When people say they prefer watching film, how much of this is down to it being shot on film and how much of it is the aesthetic the film projection element brings e.g. film artifacts, cue marks and so forth. Is digital scanning of high enough quality yet to capture the 'organic'essence of film?

Thanks,

James

People insist on trying to make a big mystery out of this, but there really is no mystery. Film has a much greater dynamic capture range than any current digital camera.

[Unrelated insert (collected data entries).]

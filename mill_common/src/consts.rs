//! System-wide constants.

use static_assertions::const_assert;

/// Number of controlled axes (X, Y, Z).
pub const N_AXIS: usize = 3;

// Axis masks (homing lock, step bits) are one bit per axis in a `u8`.
const_assert!(N_AXIS > 0 && N_AXIS <= 8);

/// Position vector in step units, one entry per axis.
pub type AxisSteps = [i32; N_AXIS];

/// Default feed-rate override [%].
pub const DEFAULT_FEED_OVERRIDE: u8 = 100;
/// Default rapid-rate override [%].
pub const DEFAULT_RAPID_OVERRIDE: u8 = 100;
/// Default spindle-speed override [%].
pub const DEFAULT_SPINDLE_SPEED_OVERRIDE: u8 = 100;

/// Feed override bounds and increments [%].
pub const MAX_FEED_OVERRIDE: u8 = 200;
pub const MIN_FEED_OVERRIDE: u8 = 10;
pub const FEED_OVERRIDE_COARSE_INCREMENT: u8 = 10;
pub const FEED_OVERRIDE_FINE_INCREMENT: u8 = 1;

/// Rapid override levels [%]. Full speed is [`DEFAULT_RAPID_OVERRIDE`].
pub const RAPID_OVERRIDE_MEDIUM: u8 = 50;
pub const RAPID_OVERRIDE_LOW: u8 = 25;

/// Spindle override bounds and increments [%].
pub const MAX_SPINDLE_SPEED_OVERRIDE: u8 = 200;
pub const MIN_SPINDLE_SPEED_OVERRIDE: u8 = 10;
pub const SPINDLE_OVERRIDE_COARSE_INCREMENT: u8 = 10;
pub const SPINDLE_OVERRIDE_FINE_INCREMENT: u8 = 1;

const_assert!(MIN_FEED_OVERRIDE <= DEFAULT_FEED_OVERRIDE);
const_assert!(DEFAULT_FEED_OVERRIDE <= MAX_FEED_OVERRIDE);
const_assert!(MIN_SPINDLE_SPEED_OVERRIDE <= DEFAULT_SPINDLE_SPEED_OVERRIDE);
const_assert!(DEFAULT_SPINDLE_SPEED_OVERRIDE <= MAX_SPINDLE_SPEED_OVERRIDE);
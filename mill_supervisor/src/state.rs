//! Foreground-owned system state.
//!
//! The record is mutated only through `&mut`, which makes the foreground
//! its single writer. Interrupt handlers never see it; they request
//! changes through the Signal Bus.

pub mod overrides;
pub mod system;

pub use overrides::Overrides;
pub use system::SystemState;
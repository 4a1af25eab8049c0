//! State enums for the supervisor.
//!
//! All enums use `#[repr(u8)]` so they can live in a single atomic byte
//! when the interrupt domain needs to observe them.

use serde::{Deserialize, Serialize};

use super::flags::AlarmFlags;

// ─── Operating State ────────────────────────────────────────────────

/// High-level machine mode.
///
/// Exactly one `OperatingState` is active at any time. It is the only
/// field of the system record that survives a reset iteration. Motion is
/// gated on it: nothing that issues motion is accepted in `Alarm`.
#[derive(Debug, Clone, Copy, PartialEq, Eq, Hash, Serialize, Deserialize, Default)]
#[repr(u8)]
pub enum OperatingState {
    /// Ready, no motion in progress.
    #[default]
    Idle = 0,
    /// Latched fault. Cleared only by unlock or a successful homing cycle.
    Alarm = 1,
    /// Program check mode: commands parsed but not executed.
    CheckMode = 2,
    /// Homing cycle running.
    Homing = 3,
    /// Program motion running.
    Cycle = 4,
    /// Feed hold: decelerating or stopped mid-program.
    Hold = 5,
    /// Jog motion running.
    Jog = 6,
    /// Safety door open. Left by cycle start once the door reads closed.
    SafetyDoor = 7,
    /// Low-power sleep. A reset leaves it, entering the next run loop in
    /// `Alarm`.
    Sleep = 8,
}

impl OperatingState {
    /// Convert from raw `u8`. Returns `None` for invalid values.
    #[inline]
    pub const fn from_u8(value: u8) -> Option<Self> {
        match value {
            0 => Some(Self::Idle),
            1 => Some(Self::Alarm),
            2 => Some(Self::CheckMode),
            3 => Some(Self::Homing),
            4 => Some(Self::Cycle),
            5 => Some(Self::Hold),
            6 => Some(Self::Jog),
            7 => Some(Self::SafetyDoor),
            8 => Some(Self::Sleep),
            _ => None,
        }
    }

    /// Whether motion-issuing operations may be accepted in this state.
    #[inline]
    pub const fn allows_motion(self) -> bool {
        !matches!(self, Self::Alarm | Self::SafetyDoor | Self::Sleep)
    }

    #[inline]
    pub const fn is_alarm(self) -> bool {
        matches!(self, Self::Alarm)
    }

    /// Whether the machine is executing motion (program or jog).
    #[inline]
    pub const fn is_moving(self) -> bool {
        matches!(self, Self::Cycle | Self::Jog | Self::Homing)
    }
}

// ─── Probe State ────────────────────────────────────────────────────

/// Probe handshake between the probing cycle and the trigger detector.
#[derive(Debug, Clone, Copy, PartialEq, Eq, Hash, Serialize, Deserialize, Default)]
#[repr(u8)]
pub enum ProbeState {
    #[default]
    Inactive = 0,
    /// Probing cycle running; the trigger detector is watching the pin.
    Armed = 1,
    /// Trigger seen; probe position captured.
    Triggered = 2,
}

impl ProbeState {
    #[inline]
    pub const fn from_u8(value: u8) -> Option<Self> {
        match value {
            0 => Some(Self::Inactive),
            1 => Some(Self::Armed),
            2 => Some(Self::Triggered),
            _ => None,
        }
    }
}

// ─── Alarm Cause ────────────────────────────────────────────────────

/// Reason reported when entering `Alarm`.
#[derive(Debug, Clone, Copy, PartialEq, Eq, Hash, Serialize, Deserialize)]
pub enum AlarmCause {
    HardLimit,
    SoftLimit,
    AbortCycle,
    ProbeFailInitial,
    ProbeFailContact,
    HomingFail,
}

impl AlarmCause {
    /// Pick the cause to report from a set of pending alarm flags.
    ///
    /// Hard limits take precedence, then soft limits, aborts, probe and
    /// homing failures. Returns `None` for an empty set.
    pub fn from_flags(flags: AlarmFlags) -> Option<Self> {
        const PRIORITY: [(AlarmFlags, AlarmCause); 6] = [
            (AlarmFlags::HARD_LIMIT, AlarmCause::HardLimit),
            (AlarmFlags::SOFT_LIMIT, AlarmCause::SoftLimit),
            (AlarmFlags::ABORT_CYCLE, AlarmCause::AbortCycle),
            (AlarmFlags::PROBE_FAIL_INITIAL, AlarmCause::ProbeFailInitial),
            (AlarmFlags::PROBE_FAIL_CONTACT, AlarmCause::ProbeFailContact),
            (AlarmFlags::HOMING_FAIL, AlarmCause::HomingFail),
        ];

        PRIORITY
            .iter()
            .find(|(flag, _)| flags.contains(*flag))
            .map(|(_, cause)| *cause)
    }

    /// The flag that raises this cause.
    pub const fn flag(self) -> AlarmFlags {
        match self {
            Self::HardLimit => AlarmFlags::HARD_LIMIT,
            Self::SoftLimit => AlarmFlags::SOFT_LIMIT,
            Self::AbortCycle => AlarmFlags::ABORT_CYCLE,
            Self::ProbeFailInitial => AlarmFlags::PROBE_FAIL_INITIAL,
            Self::ProbeFailContact => AlarmFlags::PROBE_FAIL_CONTACT,
            Self::HomingFail => AlarmFlags::HOMING_FAIL,
        }
    }
}

impl core::fmt::Display for AlarmCause {
    fn fmt(&self, f: &mut core::fmt::Formatter<'_>) -> core::fmt::Result {
        let text = match self {
            Self::HardLimit => "Hard limit triggered",
            Self::SoftLimit => "Soft limit exceeded",
            Self::AbortCycle => "Reset while in motion",
            Self::ProbeFailInitial => "Probe not in expected initial state",
            Self::ProbeFailContact => "Probe did not contact the workpiece",
            Self::HomingFail => "Homing cycle failed",
        };
        f.write_str(text)
    }
}
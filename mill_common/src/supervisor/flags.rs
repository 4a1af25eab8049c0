//! Realtime flag sets (Signal Bus registers and record bitfields).
//!
//! Each Signal Bus register is one byte. Distinct concurrent events use
//! distinct bits, so setting one never overwrites another.

use bitflags::bitflags;
use static_assertions::const_assert_eq;

bitflags! {
    /// Execution state requests.
    ///
    /// Set by the control-character detector and the control pin change
    /// interrupt; cleared by the foreground after acting on them.
    #[derive(Debug, Clone, Copy, PartialEq, Eq, Hash)]
    pub struct ExecState: u8 {
        const STATUS_REPORT = 0x01;
        const CYCLE_START   = 0x02;
        const CYCLE_STOP    = 0x04;
        const FEED_HOLD     = 0x08;
        /// Soft reset / abort. The only cancellation mechanism.
        const RESET         = 0x10;
        const SAFETY_DOOR   = 0x20;
        const MOTION_CANCEL = 0x40;
        const SLEEP         = 0x80;
    }
}

bitflags! {
    /// Alarm reasons.
    ///
    /// Set by interrupt or motion-control context; the foreground performs
    /// the transition to `Alarm` and picks the reported cause.
    #[derive(Debug, Clone, Copy, PartialEq, Eq, Hash)]
    pub struct AlarmFlags: u8 {
        const HARD_LIMIT         = 0x01;
        const SOFT_LIMIT         = 0x02;
        /// Reset issued while motion was in progress; position may be lost.
        const ABORT_CYCLE        = 0x04;
        const PROBE_FAIL_INITIAL = 0x08;
        const PROBE_FAIL_CONTACT = 0x10;
        const HOMING_FAIL        = 0x20;
    }
}

bitflags! {
    /// Feed and rapid override requests.
    #[derive(Debug, Clone, Copy, PartialEq, Eq, Hash)]
    pub struct MotionOverride: u8 {
        const FEED_RESET        = 0x01;
        const FEED_COARSE_PLUS  = 0x02;
        const FEED_COARSE_MINUS = 0x04;
        const FEED_FINE_PLUS    = 0x08;
        const FEED_FINE_MINUS   = 0x10;
        const RAPID_RESET       = 0x20;
        const RAPID_MEDIUM      = 0x40;
        const RAPID_LOW         = 0x80;
    }
}

bitflags! {
    /// Spindle and coolant override requests.
    #[derive(Debug, Clone, Copy, PartialEq, Eq, Hash)]
    pub struct AccessoryOverride: u8 {
        const SPINDLE_RESET        = 0x01;
        const SPINDLE_COARSE_PLUS  = 0x02;
        const SPINDLE_COARSE_MINUS = 0x04;
        const SPINDLE_FINE_PLUS    = 0x08;
        const SPINDLE_FINE_MINUS   = 0x10;
        const SPINDLE_STOP         = 0x20;
        const COOLANT_FLOOD_TOGGLE = 0x40;
        const COOLANT_MIST_TOGGLE  = 0x80;
    }
}

bitflags! {
    /// Suspend bookkeeping kept in the system record (foreground only).
    #[derive(Debug, Clone, Copy, PartialEq, Eq, Hash)]
    pub struct SuspendFlags: u8 {
        const HOLD_COMPLETE     = 0x01;
        const RESTART_RETRACT   = 0x02;
        const RETRACT_COMPLETE  = 0x04;
        const INITIATE_RESTORE  = 0x08;
        const RESTORE_COMPLETE  = 0x10;
        const SAFETY_DOOR_AJAR  = 0x20;
        const MOTION_CANCEL     = 0x40;
        const JOG_CANCEL        = 0x80;
    }
}

bitflags! {
    /// Spindle stop override progress (foreground only).
    #[derive(Debug, Clone, Copy, PartialEq, Eq, Hash)]
    pub struct SpindleStopFlags: u8 {
        const INITIATE        = 0x01;
        const ENABLED         = 0x02;
        const RESTORE         = 0x04;
        const RESTORE_CYCLE   = 0x08;
    }
}

macro_rules! empty_default {
    ($($ty:ty),+ $(,)?) => {
        $(
            impl Default for $ty {
                fn default() -> Self {
                    Self::empty()
                }
            }
        )+
    };
}

empty_default!(
    ExecState,
    AlarmFlags,
    MotionOverride,
    AccessoryOverride,
    SuspendFlags,
    SpindleStopFlags,
);

// Signal Bus registers are single atomic bytes.
const_assert_eq!(core::mem::size_of::<ExecState>(), 1);
const_assert_eq!(core::mem::size_of::<AlarmFlags>(), 1);
const_assert_eq!(core::mem::size_of::<MotionOverride>(), 1);
const_assert_eq!(core::mem::size_of::<AccessoryOverride>(), 1);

What that actually means the film can record a usable replica of the entire tonal range of a scene, up to at least 16 stops.

 

In simple terms that means that if you had a good enough lens that you could focus an image on the emulsion where the brightest parts of the image are about 65,000 times as bright as the darkest parts, everything in that range will recorded in some meaningful fashion. However, because of the non-linear response of the emulsion, when the film gets processed, this is squashed down to around 11-12 stops - that is about a 1:2000 - 1-4000 range. This is still far more than is actually needed to produce a convincing image; a 4-stop display range is perfectly adequate for most people, and in practice very few displays can even manage a 6 stop range. (The contrast ratios routinely quoted are usually complete rubbish).

 

Even the best electronic cameras fall a long way short of 16 stops. Claims of 14 stops are something of a stretch, since they all use noise reduction of one sort or another, so the quieter you make the dark end obviously the bigger the ratio is going to get. The perennial problem is that when you take out the noise, you always take some of the low-level detail with it. The true figure is something less than 12 stops, which is still pretty good. However the stunning results obtained with cameras like the Alexa owe an awful lot to the care taken with the lighting.

 

The thing is, once the film has compressed the range down by a factor of 16 times or so, it's vastly easier for an electronic scanner to then capture that "replica" of the original scene, and the result is always going to look better on a digital projector than something captured with an electronic camera directly. That's simply because with film, the highlights tend gradually lose contrast rather than be clipped off suddenly the way they are with an electronic camera.

 

As regards watching a movie projected on film, that's something of a can of worms. If the print is struck directly off the original negative, (pretty unusual) well yes, it can look very good indeed. Unfortunately, in a cinema you're nearly always going to looking at a fourth generation contact print.

 

Apart from that, most commercial films these days are Post-Produced with a 2K digital Intermediate, which means that the 4-generation chain then starts with a negative with considerably less than half the resolution of the original camera negative, so it's not surprising it's going to look pretty ordinary by the time that comes out the other end!

 

When it's projected digitally on the other hand, you're effectively projecting a 2K scan of the original negative, so it's not surprising people find the picture looks a lot better. (Apart from being free of dirt, jitter and scratches).

 

However, not all digital projectors are created equal, and most of them don't produce terribly convincing blacks.

 

Personally, if I could actually get to see a contact print struck of the original negative, I'm sure I'd greatly prefer that. But the only place you're ever likely to see that is at a rushes screening on a film set :(

 

Given the choice of a **good** digital projection over a standard 4th generation print started from a negative struck from a 2K DI, I'll take the digital option!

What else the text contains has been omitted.